§ **Your instructions**
Go through the entries one line at a time, and gather every line that has the word "crate".

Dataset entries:
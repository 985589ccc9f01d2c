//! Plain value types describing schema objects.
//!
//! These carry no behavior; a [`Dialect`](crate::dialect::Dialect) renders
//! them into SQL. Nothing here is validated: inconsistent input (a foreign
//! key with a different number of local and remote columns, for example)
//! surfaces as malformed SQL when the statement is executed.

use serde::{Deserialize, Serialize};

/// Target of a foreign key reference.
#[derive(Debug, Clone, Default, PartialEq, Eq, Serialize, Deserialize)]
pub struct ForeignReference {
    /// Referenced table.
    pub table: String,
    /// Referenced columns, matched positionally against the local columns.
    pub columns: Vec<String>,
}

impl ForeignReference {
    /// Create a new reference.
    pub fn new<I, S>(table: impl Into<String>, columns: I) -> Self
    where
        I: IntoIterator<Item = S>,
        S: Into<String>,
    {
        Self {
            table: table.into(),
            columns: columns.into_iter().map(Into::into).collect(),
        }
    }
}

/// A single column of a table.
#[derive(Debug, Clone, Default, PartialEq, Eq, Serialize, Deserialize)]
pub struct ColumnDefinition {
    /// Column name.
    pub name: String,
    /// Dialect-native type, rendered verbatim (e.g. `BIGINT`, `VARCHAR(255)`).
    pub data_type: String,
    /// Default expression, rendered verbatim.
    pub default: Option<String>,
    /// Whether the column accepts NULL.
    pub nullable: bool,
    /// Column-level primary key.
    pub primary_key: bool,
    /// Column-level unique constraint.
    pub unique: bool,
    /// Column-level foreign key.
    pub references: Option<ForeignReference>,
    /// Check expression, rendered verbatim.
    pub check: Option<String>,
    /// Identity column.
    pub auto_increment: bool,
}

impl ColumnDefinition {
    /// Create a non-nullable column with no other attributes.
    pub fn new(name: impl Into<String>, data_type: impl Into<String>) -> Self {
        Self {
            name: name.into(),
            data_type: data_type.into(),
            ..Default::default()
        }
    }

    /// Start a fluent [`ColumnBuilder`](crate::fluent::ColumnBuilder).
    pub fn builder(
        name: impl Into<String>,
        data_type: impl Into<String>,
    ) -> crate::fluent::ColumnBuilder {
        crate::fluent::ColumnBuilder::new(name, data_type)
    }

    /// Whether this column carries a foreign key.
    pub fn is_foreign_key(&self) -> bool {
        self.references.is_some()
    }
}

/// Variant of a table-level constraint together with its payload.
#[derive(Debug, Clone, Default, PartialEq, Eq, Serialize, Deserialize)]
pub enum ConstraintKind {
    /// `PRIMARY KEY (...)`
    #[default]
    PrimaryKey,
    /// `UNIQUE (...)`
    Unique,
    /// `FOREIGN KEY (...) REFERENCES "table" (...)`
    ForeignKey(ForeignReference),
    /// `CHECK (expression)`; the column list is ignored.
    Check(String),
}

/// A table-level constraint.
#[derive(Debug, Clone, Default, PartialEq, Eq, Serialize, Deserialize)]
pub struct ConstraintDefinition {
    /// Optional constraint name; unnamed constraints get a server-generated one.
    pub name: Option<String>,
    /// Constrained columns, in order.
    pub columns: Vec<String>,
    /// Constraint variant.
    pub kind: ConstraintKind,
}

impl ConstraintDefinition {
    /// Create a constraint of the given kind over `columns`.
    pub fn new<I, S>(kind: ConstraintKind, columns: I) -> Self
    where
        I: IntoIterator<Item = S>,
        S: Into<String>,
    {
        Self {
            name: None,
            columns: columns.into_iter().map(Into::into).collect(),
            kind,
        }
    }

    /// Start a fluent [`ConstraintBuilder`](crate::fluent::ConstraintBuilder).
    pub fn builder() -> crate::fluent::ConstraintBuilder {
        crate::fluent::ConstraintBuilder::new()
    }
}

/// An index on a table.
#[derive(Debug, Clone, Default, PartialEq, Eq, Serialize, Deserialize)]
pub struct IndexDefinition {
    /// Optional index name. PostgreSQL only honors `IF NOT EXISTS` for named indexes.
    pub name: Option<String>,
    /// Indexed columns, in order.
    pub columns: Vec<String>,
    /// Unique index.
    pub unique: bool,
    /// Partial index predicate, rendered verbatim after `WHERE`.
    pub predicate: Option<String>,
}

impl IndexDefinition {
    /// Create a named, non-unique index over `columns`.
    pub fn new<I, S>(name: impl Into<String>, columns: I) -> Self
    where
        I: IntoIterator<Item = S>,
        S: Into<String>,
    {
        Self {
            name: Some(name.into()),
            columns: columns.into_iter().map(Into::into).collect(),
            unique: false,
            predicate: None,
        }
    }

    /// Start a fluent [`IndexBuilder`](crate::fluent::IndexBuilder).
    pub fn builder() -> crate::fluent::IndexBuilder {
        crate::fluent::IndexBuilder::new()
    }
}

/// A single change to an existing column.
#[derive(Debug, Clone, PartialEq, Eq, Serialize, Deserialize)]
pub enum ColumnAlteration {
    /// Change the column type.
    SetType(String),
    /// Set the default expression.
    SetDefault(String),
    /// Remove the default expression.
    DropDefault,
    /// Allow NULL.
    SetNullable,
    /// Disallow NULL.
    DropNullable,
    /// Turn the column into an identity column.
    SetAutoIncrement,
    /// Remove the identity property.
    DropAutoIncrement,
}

§ **Exercise solution**
//! These carry no behavior; a [`Dialect`](crate::dialect::Dialect) renders
    /// Start a fluent [`ColumnBuilder`](crate::fluent::ColumnBuilder).
    ) -> crate::fluent::ColumnBuilder {
        crate::fluent::ColumnBuilder::new(name, data_type)
    /// Start a fluent [`ConstraintBuilder`](crate::fluent::ConstraintBuilder).
    pub fn builder() -> crate::fluent::ConstraintBuilder {
        crate::fluent::ConstraintBuilder::new()
    /// Start a fluent [`IndexBuilder`](crate::fluent::IndexBuilder).
    pub fn builder() -> crate::fluent::IndexBuilder {
        crate::fluent::IndexBuilder::new()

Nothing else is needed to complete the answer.